For many reasons, most meaningful metaphor for life has become the marathon.

Maybe that’s because the marathon mirrors the way life exposes us.
It reveals every weakness, every fear, every corner of ourselves we’d rather not confront. There’s nowhere to hide at mile 22. Whatever is in you - good or bad - comes out. Trust me!

In many ways, life is the same. We don’t get to skip the hard miles; we just learn to show up for ourselves there.

Maybe it’s because the marathon forces honesty. There’s no pretending your way to 26.2 miles. No shortcut. No façade. Life, especially these last several years, has demanded that same honesty from me - to face my truth instead of pretending I'm strong.

The marathon helped teach me that pretending doesn’t get you to the finish line; truth does.

Maybe it’s because the marathon is a slow becoming, not a single moment.
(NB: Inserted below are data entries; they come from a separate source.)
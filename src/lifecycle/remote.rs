use std::sync::Arc;
use std::time::Duration;

use async_trait::async_trait;
use tokio::time::Instant;
use tracing::{debug, warn};

use crate::api::GenerationApi;
use crate::api::schemas::JobDescriptor;
use crate::config::ClientConfig;
use crate::job::{GenerationJob, GenerationRequest, JobStatus, JobUpdate};
use crate::lifecycle::runner::{JobHandle, JobRunner};
use crate::lifecycle::store::AdvanceOutcome;

/// Submits to a [`GenerationApi`] and mirrors the backend's state by polling.
pub struct RemoteRunner {
    api: Arc<dyn GenerationApi>,
    poll_interval: Duration,
    job_timeout: Duration,
}

enum Flow {
    Continue,
    Stop,
}

impl RemoteRunner {
    pub fn new(api: Arc<dyn GenerationApi>, poll_interval: Duration, job_timeout: Duration) -> Self {
        Self {
            api,
            poll_interval,
            job_timeout,
        }
    }

    pub fn from_config(api: Arc<dyn GenerationApi>, config: &ClientConfig) -> Self {
        Self::new(api, config.poll_interval, config.job_timeout)
    }

    async fn mirror(&self, handle: &JobHandle, descriptor: &JobDescriptor) -> Flow {
        let outcome = match descriptor.status {
            JobStatus::Pending => return Flow::Continue,
            JobStatus::Processing | JobStatus::Failed => {
                handle.advance(descriptor.to_update()).await
            }
            JobStatus::Completed => {
                // Backends may skip straight to completed between polls.
                let step = handle.advance(JobUpdate::status(JobStatus::Processing)).await;
                if !step.is_applied() {
                    return Flow::Stop;
                }
                handle.advance(descriptor.to_update()).await
            }
        };

        match outcome {
            AdvanceOutcome::Applied if descriptor.status.is_terminal() => Flow::Stop,
            AdvanceOutcome::Applied => Flow::Continue,
            AdvanceOutcome::Rejected(reason) => {
                warn!(job_id = handle.job_id(), "backend update rejected: {reason}");
                handle
                    .fail(format!("Backend reported an invalid update: {reason}"))
                    .await;
                Flow::Stop
            }
            AdvanceOutcome::UnknownJob | AdvanceOutcome::Terminal => Flow::Stop,
        }
    }
}

impl std::fmt::Debug for RemoteRunner {
    fn fmt(&self, f: &mut std::fmt::Formatter<'_>) -> std::fmt::Result {
        f.debug_struct("RemoteRunner")
            .field("poll_interval", &self.poll_interval)
            .field("job_timeout", &self.job_timeout)
            .finish_non_exhaustive()
    }
}

#[async_trait]
impl JobRunner for RemoteRunner {
    async fn run(&self, job: GenerationJob, request: GenerationRequest, handle: JobHandle) {
        let started = Instant::now();
        let submitted = tokio::select! {
            _ = handle.token().cancelled() => return,
            submitted = self.api.generate(&request) => submitted,
        };
        let mut descriptor = match submitted {
            Ok(descriptor) => descriptor,
            Err(err) => {
                warn!(job_id = %job.id, "submission failed: {err}");
                handle.fail(err.to_string()).await;
                return;
            }
        };
        let remote_id = descriptor.id.clone();
        debug!(job_id = %job.id, %remote_id, "backend accepted job");
        handle
            .advance(JobUpdate {
                remote_id: Some(remote_id.clone()),
                ..Default::default()
            })
            .await;

        loop {
            if let Flow::Stop = self.mirror(&handle, &descriptor).await {
                return;
            }
            if started.elapsed() >= self.job_timeout {
                warn!(job_id = %job.id, "job timed out");
                handle
                    .fail(format!(
                        "Generation timed out after {} seconds",
                        self.job_timeout.as_secs()
                    ))
                    .await;
                return;
            }
            if !handle.sleep(self.poll_interval).await {
                return;
            }
            let polled = tokio::select! {
                _ = handle.token().cancelled() => return,
                polled = self.api.result(&remote_id) => polled,
            };
            descriptor = match polled {
                Ok(descriptor) => descriptor,
                Err(err) => {
                    warn!(job_id = %job.id, "polling failed: {err}");
                    handle.fail(err.to_string()).await;
                    return;
                }
            };
        }
    }
}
No one accidentally runs a marathon. You become a marathoner long before race day. You become one in the lonely early-morning miles, in the discipline of lacing up when no one is watching, in the quiet promises you keep to yourself.

For me, healing has been that same slow becoming - a thousand small, unseen steps that eventually add up to something that looks like progress.

Maybe it’s because the marathon is where I learned what “capacity” really means. Not capacity as in talent or physical ability, but capacity as in what we can endure, adapt to, and rise from. My first marathon and each after showed me I had more in me than I believed.

Life has shown me the opposite too - that sometimes we have far less than we pretend.

Both truths matter.

Both shape us.

Maybe it’s because the marathon is impossible to run alone.
Even if your feet are the only ones hitting the pavement, you’re carried by the people who trained with you, believed in you, prayed for you, and waited for you. Tiffany’s “whatever it takes” didn’t just get her across the finish line, it got me across too.

I’ve come to realize that's true for most of us - most of our finish lines come the same way: on the strength of the people who stay close when the miles get dark.

Whatever it takes.

Or you know, maybe it’s simply this:

In the marathon, as in life, the goal isn’t to feel good - it’s to keep going. And sometimes “whatever it takes” isn’t about finishing strong. It’s just about not quitting.

I am proud of this 4 year-old memory popping up this morning. Proud of Tiffany and proud of me.

But more than that, I am reminded:

Whatever it takes.....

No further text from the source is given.